Government agencies tend to grow in scope and resources when they screw up. Even when punished, it's not like they go bankrupt and everyone is out of a job.
>Bureaucracies have many fathers, the society we have is the result of conflict and incentives.
And ideology. You can incentivize the Taliban all you want they won't send their girls to school. I postulate that the failure of american regulatory to systems to regulate without sucking is driven in large part by what goes on in the heads of the subset of people who spec out, create and operate said systems.
As commonly said by the libertarian at heart, right up until the point their loved one gets injured or killed, then they are at the forefront of regulation.
> But that isn't the kind of sleek sext angular bullshit modern car designers like
Who likes safety and security? These features commonly make every day use more difficult. Who needs unblocked fire exits, that takes up too much room in the building. Who needs a common interface for a safety critical device, that removes the 'cool' factor.

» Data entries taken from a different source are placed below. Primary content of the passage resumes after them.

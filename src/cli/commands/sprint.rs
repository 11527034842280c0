//! Sprint command implementations.
//!
//! The reporting subcommands fetch the complete story list of the
//! resolved sprint and apply the per-user restriction in memory. That
//! asymmetry with the `stories` commands (which push the restriction
//! into the remote query) is deliberate and kept as-is.

use crate::api::{self, HttpApi, Milestone, StoryFilter, TaigaApi, UserStory};
use crate::cli::{CliError, CliResult, SprintReportArgs};
use crate::config::{ConfigPaths, TaigaConfig};
use crate::context::{self, ContextError};
use crate::stats::{self, UNASSIGNED};

use super::{connect, require_config, story_line};

/// List the sprints of a project.
pub fn ls(paths: &ConfigPaths, project_flag: Option<&str>) -> CliResult {
    let (config, api) = connect(paths)?;

    let slug = context::resolve_project(&config, project_flag)?;
    let project = api::find_project_by_slug(&api, &slug)?;
    let sprints = api.list_milestones(project.id)?;

    if sprints.is_empty() {
        println!("No sprints found for project '{}'.", project.name);
        return Ok(());
    }

    println!("Sprints for project '{}':", project.name);
    for sprint in &sprints {
        let status = if sprint.closed { "Closed" } else { "Open" };
        println!(
            "- {} \x1b[2m(slug: {}, Status: {})\x1b[0m",
            sprint.name, sprint.slug, status
        );
    }
    Ok(())
}

/// Show the default configured sprint.
pub fn show_default(paths: &ConfigPaths) -> CliResult {
    let config = require_config(paths)?;
    let slug = config.default_sprint.ok_or(ContextError::NoDefaultSprint)?;
    println!("Default sprint: \x1b[36m{slug}\x1b[0m");
    Ok(())
}

/// Set the default sprint after checking the slug resolves.
///
/// The sprint is looked up within the default project, which must be
/// configured first.
pub fn set_default(paths: &ConfigPaths, slug: &str) -> CliResult {
    let (mut config, api) = connect(paths)?;

    let project_slug = context::resolve_project(&config, None)?;
    let project = api::find_project_by_slug(&api, &project_slug)?;
    let sprint = api::find_milestone_by_slug(&api, &project, slug)?;

    config.default_sprint = Some(sprint.slug.clone());
    config.save(paths)?;

    println!(
        "\x1b[32m✓\x1b[0m Default sprint set to '{}' (slug: {}).",
        sprint.name, sprint.slug
    );
    Ok(())
}

/// Per-user statistics for one sprint.
pub fn user_stats(paths: &ConfigPaths, args: &SprintReportArgs) -> CliResult {
    let (config, api) = connect(paths)?;
    let (sprint, stories) = sprint_stories(&api, &config, args)?;
    let user = resolve_user(&api, args)?;

    let report = stats::aggregate_sprint_user_stats(&stories, &user, args.all_users);

    println!("User statistics for sprint '{}':", sprint.name);
    println!(
        "Total stories: {}, Open: {}, Closed: {}, Progress: {:.2}%",
        report.total, report.open, report.closed, report.progress_pct
    );
    for (username, stat) in report.per_user.iter() {
        println!(
            "- {}: {} stories (Open: {}, Closed: {}), {} points, Progress: {:.2}%",
            username,
            stat.stories,
            stat.open,
            stat.closed,
            stat.points,
            stat.progress_pct()
        );
    }
    Ok(())
}

/// List the user stories of one sprint.
pub fn user_stories(paths: &ConfigPaths, args: &SprintReportArgs) -> CliResult {
    let (config, api) = connect(paths)?;
    let (sprint, stories) = sprint_stories(&api, &config, args)?;
    let user = resolve_user(&api, args)?;

    println!("User stories for sprint '{}':", sprint.name);
    for story in &stories {
        let assignee = story.assignee().unwrap_or(UNASSIGNED);
        if !args.all_users && assignee != user {
            continue;
        }
        println!("- {}", story_line(story));
    }
    Ok(())
}

/// Resolve the sprint context and fetch its complete story list.
fn sprint_stories(
    api: &HttpApi,
    config: &TaigaConfig,
    args: &SprintReportArgs,
) -> Result<(Milestone, Vec<UserStory>), CliError> {
    let ctx = context::resolve(
        config,
        args.project.as_deref(),
        args.sprint.as_deref(),
        false,
    )?;
    let project = api::find_project_by_slug(api, &ctx.project_slug)?;
    let Some(sprint_slug) = ctx.sprint_slug.as_deref() else {
        return Err(ContextError::NoDefaultSprint.into());
    };
    let sprint = api::find_milestone_by_slug(api, &project, sprint_slug)?;

    let filter = StoryFilter {
        project: project.id,
        milestone: Some(sprint.id),
        ..StoryFilter::default()
    };
    let stories = api.list_user_stories(&filter)?;
    Ok((sprint, stories))
}

/// The username the report is about: the flag, or the authenticated user.
fn resolve_user(api: &HttpApi, args: &SprintReportArgs) -> Result<String, CliError> {
    match &args.user {
        Some(user) => Ok(user.clone()),
        None => Ok(api.current_user()?.username),
    }
}
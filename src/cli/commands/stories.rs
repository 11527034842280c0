//! Stories command implementations.
//!
//! Listing and statistics over the stories matching the composed remote
//! filter, grouped by sprint in first-seen order.

use crate::api::{self, HttpApi, Project, StoryQuery, UserStory};
use crate::cli::{CliError, CliResult, StoriesArgs, StoryStatus};
use crate::config::{ConfigPaths, TaigaConfig};
use crate::context;
use crate::stats;

use super::{connect, story_line};

/// List the matching stories grouped by sprint.
pub fn ls(paths: &ConfigPaths, args: &StoriesArgs) -> CliResult {
    let (config, api) = connect(paths)?;
    let (stories, project) = fetch(&api, &config, args)?;

    if stories.is_empty() {
        println!("{}", no_stories_line(&project));
        return Ok(());
    }

    println!("{}", headline("User Stories", &project));
    for (sprint_name, group) in stats::group_by_sprint(&stories).iter() {
        println!("* Sprint '{sprint_name}':");
        for &story in group {
            println!("  * {}", story_line(story));
        }
    }
    Ok(())
}

/// Per-sprint statistics, optionally with the individual stories.
pub fn stats(paths: &ConfigPaths, args: &StoriesArgs, detailed: bool) -> CliResult {
    let (config, api) = connect(paths)?;
    let (stories, project) = fetch(&api, &config, args)?;

    if stories.is_empty() {
        println!("{}", no_stories_line(&project));
        return Ok(());
    }

    println!("{}", headline("User Story Statistics", &project));
    for (sprint_name, group) in stats::group_by_sprint(&stories).iter() {
        let summary = stats::summarize_group(group);

        println!("* Sprint '{sprint_name}':");
        println!("  - Total Points: {}", summary.total_points);
        println!("  - Open Points: {}", summary.open_points);
        println!("  - Closed Stories: {}", summary.closed);
        println!("  - Open Stories: {}", summary.open);
        println!("  - Progress: {:.2}%", summary.progress_pct);

        if detailed {
            println!();
            println!("  Detailed user stories:");
            for &story in group {
                println!("  * {}", story_line(story));
            }
            println!();
        }
    }
    Ok(())
}

/// Report headline, e.g. `User Stories for Project 'X':`.
fn headline(kind: &str, project: &Project) -> String {
    format!("{kind} for Project '{}':", project.name)
}

/// Message for a report that matched nothing.
fn no_stories_line(project: &Project) -> String {
    format!("No user stories found for Project '{}'.", project.name)
}

/// Resolve context and fetch through the composed remote filter.
///
/// Unlike the sprint reports, the per-user restriction here is pushed
/// into the query itself.
fn fetch(
    api: &HttpApi,
    config: &TaigaConfig,
    args: &StoriesArgs,
) -> Result<(Vec<UserStory>, Project), CliError> {
    let ctx = context::resolve(
        config,
        args.project.as_deref(),
        args.sprint.as_deref(),
        args.all_sprints,
    )?;
    let query = StoryQuery {
        project_slug: &ctx.project_slug,
        sprint_slug: ctx.sprint_slug.as_deref(),
        user: args.user.as_deref(),
        all_users: args.all_users,
        is_closed: args.status.map(StoryStatus::is_closed),
    };
    Ok(api::fetch_stories(api, &query)?)
}

#[cfg(test)]
mod tests {
    use super::*;

    fn project() -> Project {
        Project {
            id: 10,
            slug: "proj1".to_string(),
            name: "Project One".to_string(),
        }
    }

    #[test]
    fn test_headlines_use_title_case() {
        assert_eq!(
            headline("User Stories", &project()),
            "User Stories for Project 'Project One':"
        );
        assert_eq!(
            headline("User Story Statistics", &project()),
            "User Story Statistics for Project 'Project One':"
        );
    }

    #[test]
    fn test_empty_report_message() {
        assert_eq!(
            no_stories_line(&project()),
            "No user stories found for Project 'Project One'."
        );
    }
}
// Copyright (c) 2025 Soumyadip Sarkar.
// All rights reserved.
//
// This source code is licensed under the license found in the
// LICENSE file in the root directory of this source tree.

use anyhow::Result;

use spendlog::{cli, commands, db, ledger::LedgerStore};

fn main() -> Result<()> {
    let cli = cli::build_cli();
    let matches = cli.get_matches();

    let conn = db::open_or_init()?;
    let mut store = LedgerStore::open(conn);

    match matches.subcommand() {
        Some(("init", _)) => {
            println!("Database initialized at {}", db::db_path()?.display());
        }
        Some(("expense", sub)) => commands::expenses::handle(&mut store, sub)?,
        Some(("report", sub)) => commands::reports::handle(&store, sub)?,
        _ => {
            cli::build_cli().print_help()?;
            println!();
        }
    }
    Ok(())
}
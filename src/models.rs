// Copyright (c) 2025 Soumyadip Sarkar.
// All rights reserved.
//
// This source code is licensed under the license found in the
// LICENSE file in the root directory of this source tree.

use chrono::NaiveDate;
use rust_decimal::Decimal;
use serde::{Deserialize, Serialize};
use std::fmt;
use std::str::FromStr;

/// Spending category. The wire names are fixed; anything else is rejected
/// when a slot is parsed or a command-line value is read.
#[derive(Debug, Clone, Copy, PartialEq, Eq, Hash, Serialize, Deserialize)]
pub enum Category {
    Food,
    Transport,
    Housing,
    Utilities,
    Health,
    Entertainment,
    Shopping,
    Investment,
    Education,
    Other,
}

impl Category {
    pub const ALL: [Category; 10] = [
        Category::Food,
        Category::Transport,
        Category::Housing,
        Category::Utilities,
        Category::Health,
        Category::Entertainment,
        Category::Shopping,
        Category::Investment,
        Category::Education,
        Category::Other,
    ];

    pub fn as_str(&self) -> &'static str {
        match self {
            Category::Food => "Food",
            Category::Transport => "Transport",
            Category::Housing => "Housing",
            Category::Utilities => "Utilities",
            Category::Health => "Health",
            Category::Entertainment => "Entertainment",
            Category::Shopping => "Shopping",
            Category::Investment => "Investment",
            Category::Education => "Education",
            Category::Other => "Other",
        }
    }
}

impl Default for Category {
    fn default() -> Self {
        Category::Food
    }
}

impl fmt::Display for Category {
    fn fmt(&self, f: &mut fmt::Formatter<'_>) -> fmt::Result {
        f.write_str(self.as_str())
    }
}

impl FromStr for Category {
    type Err = String;

    fn from_str(s: &str) -> Result<Self, Self::Err> {
        let lower = s.trim().to_lowercase();
        Category::ALL
            .iter()
            .find(|c| c.as_str().to_lowercase() == lower)
            .copied()
            .ok_or_else(|| format!("Unknown category '{}'", s))
    }
}

/// How an expense was paid. Wire names match the stored strings exactly
/// ("Credit Card", "UPI/Digital", ...).
#[derive(Debug, Clone, Copy, PartialEq, Eq, Hash, Serialize, Deserialize)]
pub enum PaymentMethod {
    Cash,
    #[serde(rename = "Credit Card")]
    CreditCard,
    #[serde(rename = "Debit Card")]
    DebitCard,
    #[serde(rename = "UPI/Digital")]
    UpiDigital,
    #[serde(rename = "Bank Transfer")]
    BankTransfer,
}

impl PaymentMethod {
    pub const ALL: [PaymentMethod; 5] = [
        PaymentMethod::Cash,
        PaymentMethod::CreditCard,
        PaymentMethod::DebitCard,
        PaymentMethod::UpiDigital,
        PaymentMethod::BankTransfer,
    ];

    pub fn as_str(&self) -> &'static str {
        match self {
            PaymentMethod::Cash => "Cash",
            PaymentMethod::CreditCard => "Credit Card",
            PaymentMethod::DebitCard => "Debit Card",
            PaymentMethod::UpiDigital => "UPI/Digital",
            PaymentMethod::BankTransfer => "Bank Transfer",
        }
    }
}

impl Default for PaymentMethod {
    fn default() -> Self {
        PaymentMethod::Cash
    }
}

impl fmt::Display for PaymentMethod {
    fn fmt(&self, f: &mut fmt::Formatter<'_>) -> fmt::Result {
        f.write_str(self.as_str())
    }
}

impl FromStr for PaymentMethod {
    type Err = String;

    fn from_str(s: &str) -> Result<Self, Self::Err> {
        // Accept "Credit Card", "credit-card", "upi", etc. from the command line.
        let folded: String = s
            .trim()
            .to_lowercase()
            .chars()
            .filter(|c| c.is_ascii_alphanumeric())
            .collect();
        match folded.as_str() {
            "cash" => Ok(PaymentMethod::Cash),
            "creditcard" => Ok(PaymentMethod::CreditCard),
            "debitcard" => Ok(PaymentMethod::DebitCard),
            "upi" | "upidigital" | "digital" => Ok(PaymentMethod::UpiDigital),
            "banktransfer" => Ok(PaymentMethod::BankTransfer),
            _ => Err(format!("Unknown payment method '{}'", s)),
        }
    }
}

/// One recorded expense, exactly as it sits in the persisted slot.
#[derive(Debug, Clone, PartialEq, Serialize, Deserialize)]
#[serde(rename_all = "camelCase")]
pub struct ExpenseRecord {
    pub id: String,
    /// ISO `YYYY-MM-DD`. Kept as a string: a slot written by an older build
    /// may hold a date that no longer parses, and such records stay in the
    /// ledger (and in the all-time total) but never match a month or year.
    pub date: String,
    pub amount: Decimal,
    pub category: Category,
    #[serde(default)]
    pub description: String,
    pub payment_method: PaymentMethod,
}

impl ExpenseRecord {
    /// The record's calendar date, if it still parses.
    pub fn calendar_date(&self) -> Option<NaiveDate> {
        NaiveDate::parse_from_str(&self.date, "%Y-%m-%d").ok()
    }
}

/// A not-yet-stored expense as it comes off the form: no id, nothing
/// validated beyond its types. `LedgerStore::add` rejects drafts with a
/// missing date or amount and fills in the category/method defaults.
#[derive(Debug, Clone, Default)]
pub struct ExpenseDraft {
    pub date: Option<NaiveDate>,
    pub amount: Option<Decimal>,
    pub category: Option<Category>,
    pub description: String,
    pub payment_method: Option<PaymentMethod>,
}
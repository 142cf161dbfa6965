// Copyright (c) 2025 Soumyadip Sarkar.
// All rights reserved.
//
// This source code is licensed under the license found in the
// LICENSE file in the root directory of this source tree.

use anyhow::{Context, Result};
use directories::ProjectDirs;
use once_cell::sync::Lazy;
use rusqlite::{params, Connection, OptionalExtension};
use std::fs;
use std::path::PathBuf;

static APP: Lazy<(&str, &str, &str)> = Lazy::new(|| ("dev.spendlog", "Spendlog", "spendlog"));

/// Slot key the whole expense ledger is stored under.
pub const LEDGER_SLOT: &str = "expenses";

pub fn db_path() -> Result<PathBuf> {
    let proj = ProjectDirs::from(APP.0, APP.1, APP.2)
        .context("Could not determine platform-specific data dir")?;
    let data_dir = proj.data_dir();
    fs::create_dir_all(data_dir).context("Failed to create data dir")?;
    Ok(data_dir.join("spendlog.sqlite"))
}

pub fn open_or_init() -> Result<Connection> {
    let path = db_path()?;
    let conn =
        Connection::open(&path).with_context(|| format!("Open DB at {}", path.display()))?;
    init_schema(&conn)?;
    Ok(conn)
}

fn init_schema(conn: &Connection) -> Result<()> {
    conn.execute_batch(
        r#"
    CREATE TABLE IF NOT EXISTS slots(
        key TEXT PRIMARY KEY,
        value TEXT NOT NULL
    );
    "#,
    )?;
    Ok(())
}

/// Read a slot's raw value. Missing key (or missing table, on a database that
/// was never initialized) reads as `None`.
pub fn read_slot(conn: &Connection, key: &str) -> Option<String> {
    conn.query_row(
        "SELECT value FROM slots WHERE key=?1",
        params![key],
        |r| r.get(0),
    )
    .optional()
    .ok()
    .flatten()
}

/// Overwrite a slot with a new value.
pub fn write_slot(conn: &Connection, key: &str, value: &str) -> rusqlite::Result<()> {
    conn.execute(
        "INSERT INTO slots(key, value) VALUES(?1, ?2)
         ON CONFLICT(key) DO UPDATE SET value=excluded.value",
        params![key, value],
    )?;
    Ok(())
}
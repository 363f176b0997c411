//! Serializable world content: grid size, backgrounds, images and placements.

use crate::entity::Entity;
use crate::images::{
    Background, ImageSequence, ImageSource, ImageStore, ATLANTIS_KEY, BACKGROUND_KEY, FISH_KEY,
    OBSTACLE_KEY, OCTO_KEY, SGRASS_KEY,
};
use crate::world::WorldModel;
use reef_core::{Error, ImageHandle, Point, Result, SimConfig};
use serde::{Deserialize, Serialize};
use std::collections::BTreeMap;
use std::path::Path;
use tracing::{info, warn};

/// One entity to place when the world is built
#[derive(Debug, Clone, PartialEq, Serialize, Deserialize)]
#[serde(tag = "kind", rename_all = "snake_case")]
pub enum Placement {
    Octo {
        id: String,
        position: Point,
        resource_limit: u32,
        action_period: u64,
        animation_period: u64,
    },
    Obstacle {
        id: String,
        position: Point,
    },
    Fish {
        id: String,
        position: Point,
        action_period: u64,
    },
    Atlantis {
        id: String,
        position: Point,
        #[serde(default)]
        animation_period: u64,
    },
    Sgrass {
        id: String,
        position: Point,
        action_period: u64,
    },
}

impl Placement {
    pub fn position(&self) -> Point {
        match self {
            Placement::Octo { position, .. }
            | Placement::Obstacle { position, .. }
            | Placement::Fish { position, .. }
            | Placement::Atlantis { position, .. }
            | Placement::Sgrass { position, .. } => *position,
        }
    }

    /// Build the entity, taking its frames from the kind's image key.
    pub fn to_entity(&self, images: &dyn ImageSource) -> Entity {
        match self {
            Placement::Octo {
                id,
                position,
                resource_limit,
                action_period,
                animation_period,
            } => Entity::octo_not_full(
                id.as_str(),
                *position,
                *resource_limit,
                *action_period,
                *animation_period,
                images.image_list(OCTO_KEY),
            ),
            Placement::Obstacle { id, position } => {
                Entity::obstacle(id.as_str(), *position, images.image_list(OBSTACLE_KEY))
            }
            Placement::Fish {
                id,
                position,
                action_period,
            } => Entity::fish(id.as_str(), *position, *action_period, images.image_list(FISH_KEY)),
            Placement::Atlantis {
                id,
                position,
                animation_period,
            } => Entity::atlantis(
                id.as_str(),
                *position,
                *animation_period,
                images.image_list(ATLANTIS_KEY),
            ),
            Placement::Sgrass {
                id,
                position,
                action_period,
            } => Entity::sgrass(
                id.as_str(),
                *position,
                *action_period,
                images.image_list(SGRASS_KEY),
            ),
        }
    }
}

/// A background tile that differs from the default
#[derive(Debug, Clone, PartialEq, Serialize, Deserialize)]
pub struct BackgroundPlacement {
    /// Background name, also used as its image key
    pub id: String,
    pub position: Point,
}

/// Outcome of building a world from a scenario
#[derive(Debug, Clone, Copy, Default, PartialEq, Eq, Serialize, Deserialize)]
pub struct LoadReport {
    pub placed: usize,
    pub rejected: usize,
}

/// Content of a world before it starts running
#[derive(Debug, Clone, PartialEq, Serialize, Deserialize)]
pub struct Scenario {
    pub rows: i32,
    pub cols: i32,
    #[serde(default)]
    pub backgrounds: Vec<BackgroundPlacement>,
    #[serde(default)]
    pub entities: Vec<Placement>,
}

impl Scenario {
    pub fn new(rows: i32, cols: i32) -> Self {
        Self {
            rows,
            cols,
            backgrounds: Vec::new(),
            entities: Vec::new(),
        }
    }

    /// Create the world and place every entity that fits.
    ///
    /// Placements on a taken or out-of-bounds cell are logged and skipped;
    /// loading continues with the rest.
    pub fn build(&self, images: &dyn ImageSource) -> Result<(WorldModel, LoadReport)> {
        if self.rows <= 0 || self.cols <= 0 {
            return Err(Error::Validation(format!(
                "world must have positive dimensions, got {}x{}",
                self.rows, self.cols
            )));
        }

        let default_background = Background::new(BACKGROUND_KEY, images.image_list(BACKGROUND_KEY));
        let mut world = WorldModel::new(self.rows, self.cols, default_background)?;

        for tile in &self.backgrounds {
            if !world.within_bounds(tile.position) {
                warn!(id = %tile.id, pos = %tile.position, "Ignoring background outside the grid");
                continue;
            }
            world.set_background(
                tile.position,
                Background::new(tile.id.as_str(), images.image_list(&tile.id)),
            );
        }

        let mut report = LoadReport::default();
        for (index, placement) in self.entities.iter().enumerate() {
            match world.try_add_entity(placement.to_entity(images)) {
                Ok(_) => report.placed += 1,
                Err(err @ (Error::OccupiedCell { .. } | Error::OutOfBounds { .. })) => {
                    warn!(entry = index, error = %err, "Skipping placement");
                    report.rejected += 1;
                }
                Err(err) => return Err(err),
            }
        }

        info!(
            rows = self.rows,
            cols = self.cols,
            placed = report.placed,
            rejected = report.rejected,
            "World loaded"
        );
        Ok((world, report))
    }
}

/// Everything needed to run a simulation, as read from disk
#[derive(Debug, Clone, PartialEq, Serialize, Deserialize)]
pub struct ScenarioFile {
    #[serde(default)]
    pub config: SimConfig,
    /// Image used for any key missing from `images`
    #[serde(default = "default_image")]
    pub default_image: String,
    /// Frames per image key, in playback order
    #[serde(default)]
    pub images: BTreeMap<String, Vec<String>>,
    pub world: Scenario,
}

fn default_image() -> String {
    "default".to_string()
}

impl ScenarioFile {
    pub fn from_json(json: &str) -> Result<Self> {
        Ok(serde_json::from_str(json)?)
    }

    pub fn load(path: impl AsRef<Path>) -> Result<Self> {
        let json = std::fs::read_to_string(path)?;
        Self::from_json(&json)
    }

    /// Image store holding one frozen sequence per key; empty keys fall back
    /// to the default image.
    pub fn image_store(&self) -> ImageStore {
        let mut store = ImageStore::new(ImageHandle::new(self.default_image.as_str()));
        for (key, frames) in &self.images {
            let frames: Vec<ImageHandle> = frames
                .iter()
                .map(|frame| ImageHandle::new(frame.as_str()))
                .collect();
            match ImageSequence::new(frames) {
                Ok(sequence) => store.insert(key.as_str(), sequence),
                Err(err) => warn!(key = %key, error = %err, "Skipping image key"),
            }
        }
        store
    }
}

#[cfg(test)]
mod tests {
    use super::*;
    use reef_core::EntityKind;

    fn store() -> ImageStore {
        let mut store = ImageStore::new(ImageHandle::new("default"));
        store.push_image(BACKGROUND_KEY, ImageHandle::new("water"));
        store.push_image(OCTO_KEY, ImageHandle::new("octo1"));
        store.push_image(OCTO_KEY, ImageHandle::new("octo2"));
        store.push_image("rocks", ImageHandle::new("rocks"));
        store
    }

    fn fish(id: &str, x: i32, y: i32) -> Placement {
        Placement::Fish {
            id: id.to_string(),
            position: Point::new(x, y),
            action_period: 25_000,
        }
    }

    #[test]
    fn test_build_places_entities_with_kind_images() {
        let mut scenario = Scenario::new(4, 6);
        scenario.entities.push(Placement::Octo {
            id: "octo".to_string(),
            position: Point::new(1, 1),
            resource_limit: 3,
            action_period: 800,
            animation_period: 100,
        });
        scenario.entities.push(fish("fish", 2, 2));

        let (world, report) = scenario.build(&store()).unwrap();
        assert_eq!(report, LoadReport { placed: 2, rejected: 0 });
        assert_eq!(world.num_rows(), 4);
        assert_eq!(world.num_cols(), 6);

        let (_, octo) = world.get_occupant(Point::new(1, 1)).unwrap();
        assert_eq!(octo.kind(), EntityKind::OctoNotFull);
        assert_eq!(octo.resource_limit(), 3);
        assert_eq!(octo.images().len(), 2);

        // No "fish" frames registered, so the default is used.
        let (_, fish) = world.get_occupant(Point::new(2, 2)).unwrap();
        assert_eq!(fish.current_image(), &ImageHandle::new("default"));
    }

    #[test]
    fn test_duplicate_position_rejected_once() {
        let mut scenario = Scenario::new(5, 5);
        scenario.entities.push(fish("a", 0, 0));
        scenario.entities.push(fish("b", 1, 0));
        scenario.entities.push(fish("c", 0, 0));
        scenario.entities.push(fish("d", 2, 0));

        let (world, report) = scenario.build(&store()).unwrap();
        assert_eq!(report, LoadReport { placed: 3, rejected: 1 });
        assert_eq!(world.entity_count(), 3);

        let (_, first) = world.get_occupant(Point::new(0, 0)).unwrap();
        assert_eq!(first.id(), "a");
        assert!(world.check_consistency().is_ok());
    }

    #[test]
    fn test_out_of_bounds_placement_skipped() {
        let mut scenario = Scenario::new(3, 3);
        scenario.entities.push(fish("inside", 2, 2));
        scenario.entities.push(fish("outside", 3, 0));
        scenario.entities.push(fish("negative", -1, 1));

        let (world, report) = scenario.build(&store()).unwrap();
        assert_eq!(report, LoadReport { placed: 1, rejected: 2 });
        assert_eq!(world.entity_count(), 1);
    }

    #[test]
    fn test_backgrounds() {
        let mut scenario = Scenario::new(3, 3);
        scenario.backgrounds.push(BackgroundPlacement {
            id: "rocks".to_string(),
            position: Point::new(1, 2),
        });
        scenario.backgrounds.push(BackgroundPlacement {
            id: "rocks".to_string(),
            position: Point::new(9, 9),
        });

        let (world, _) = scenario.build(&store()).unwrap();
        assert_eq!(
            world.get_background_image(Point::new(1, 2)),
            Some(&ImageHandle::new("rocks"))
        );
        assert_eq!(
            world.get_background_image(Point::new(0, 0)),
            Some(&ImageHandle::new("water"))
        );
        assert_eq!(world.get_background_image(Point::new(9, 9)), None);
    }

    #[test]
    fn test_empty_grid_is_rejected() {
        let scenario = Scenario::new(0, 4);
        assert!(matches!(scenario.build(&store()), Err(Error::Validation(_))));
    }

    #[test]
    fn test_oversized_grid_is_rejected() {
        let mut scenario = Scenario::new(50_000, 50_000);
        scenario.entities.push(fish("a", 0, 0));
        assert!(matches!(scenario.build(&store()), Err(Error::Validation(_))));
    }

    #[test]
    fn test_scenario_file_from_json() {
        let json = r#"{
            "config": { "seed": 9 },
            "images": { "fish": ["fish1", "fish2"] },
            "world": {
                "rows": 2,
                "cols": 3,
                "entities": [
                    { "kind": "fish", "id": "f", "position": { "x": 0, "y": 1 }, "action_period": 500 },
                    { "kind": "atlantis", "id": "a", "position": { "x": 2, "y": 0 } },
                    { "kind": "obstacle", "id": "r", "position": { "x": 1, "y": 1 } }
                ]
            }
        }"#;

        let file = ScenarioFile::from_json(json).unwrap();
        assert_eq!(file.config.seed, 9);
        assert_eq!(file.config.tick_period_ms, 100);
        assert_eq!(file.default_image, "default");
        assert_eq!(file.world.entities.len(), 3);

        let images = file.image_store();
        let (world, report) = file.world.build(&images).unwrap();
        assert_eq!(report.placed, 3);
        let (_, fish) = world.get_occupant(Point::new(0, 1)).unwrap();
        assert_eq!(fish.images().len(), 2);
        let (_, atlantis) = world.get_occupant(Point::new(2, 0)).unwrap();
        assert_eq!(atlantis.animation_period(), 0);
    }

    #[test]
    fn test_image_store_keeps_frame_order() {
        let mut file = ScenarioFile::from_json(r#"{ "world": { "rows": 1, "cols": 1 } }"#).unwrap();
        let frames: Vec<String> = (0..500).map(|i| format!("octo{}", i)).collect();
        file.images.insert(OCTO_KEY.to_string(), frames);
        file.images.insert(FISH_KEY.to_string(), Vec::new());

        let store = file.image_store();
        let octo = store.image_list(OCTO_KEY);
        assert_eq!(octo.len(), 500);
        assert_eq!(octo.frame(0), &ImageHandle::new("octo0"));
        assert_eq!(octo.frame(499), &ImageHandle::new("octo499"));

        assert!(!store.contains(FISH_KEY));
        assert_eq!(store.image_list(FISH_KEY), *store.default_images());
    }

    #[test]
    fn test_malformed_json_is_a_serialization_error() {
        let result = ScenarioFile::from_json(r#"{ "world": { "rows": "many" } }"#);
        assert!(matches!(result, Err(Error::Serialization(_))));
    }
}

https://www.reddit.com/r/nextfuckinglevel/comments/1qwfjuu/i...
Manual windows roll up and down for decade after decade...
Electric door locks are bad, too. After a while, they won't lock or unlock.
I've had three cars where the electric windows failed and two where the electric door locks failed.
BMW owners often find out they have a spare key when the key fob separate, for no reason, from the physical key (those keyfobs tend to be extremely badly designed, where the plastic knobs holding the physical key tend to become loose with age).
A spare physical key of course means that the door handle has a lock that can be opened with the key.
Wife is stuck under pouring rain with the battery of her BMW's keyfob that died (because she didn't pay attention to the message on the dashboard saying it needs replacing): "Please come pick me up" / "Babe, take the physical key, open the door, start your car with the physical key, come back home and I'll go buy a new battery and place it into your keyfob".
> More recently, there's been a trend of “suck-in” handles that are flush with the body. As noted earlier, flush handles come in two basic varieties.
Handles flush with the body are nothing new that said. I've got a car from 1992 (model came out in 1989) with flush handles.
Edit: correction it seems to be crashing on my adblock.
If they evolved, one might assume they'd survive more than a few years.
My last two vehicles have been Toyota and Hyundai, both of them having multiple broken and malfunctioning door handles.
Every time I get into a commercial* or antique vehicle, I long for the solidity, surety and hardness of the dark ages when things were built to last.
Driving semis, I'm well acquainted with automobile 'evolution', and all but a few are hardly worth entering. UPS trucks, Mac, some others still make stuff for adults, but International, Peterbilt, even Kenworth are using sillyputty for parts. Consumer vehicles, to me, are the antithesis of evolution. And for all the wondrous eco tech, their merit is contested by landfills, downtime and piles of repair receipts.
Not that eco couldn't work, but the way it's been introduced, in the US, has been replete with cut corners and outright scams. An old truck pre-DEF still runs far more reliably than anything new on the road. Volvo has done reasonably well with trucks, but no new truck can stand to the old ones. CAT!
Door handles are symptomatic of the disposable infrastructure we've built our new country on, and come hard times, when folks can no longer afford a new HVAC system every 8 years at 12 grand, coupled with everything else falling apart around us, we'll be longing for the dark ages again.
Thankfully it's not everything. I just bought a pair of Knipex pliers, which should make it well through the century.
For the young, or majority I presume, if you can suspend your contempt of a less fuel efficient steel monstrosity, hop into an old vehicle from the 70s or earlier. Close your eyes if needed, but just feel around a bit. You'll feel honest engineering. Not as safe, but there's something obnoxious anyway about being too safe and cozy trundling around in a big bulbous plastic bubble. We didn't always drive unaffordable fluorescent pillows.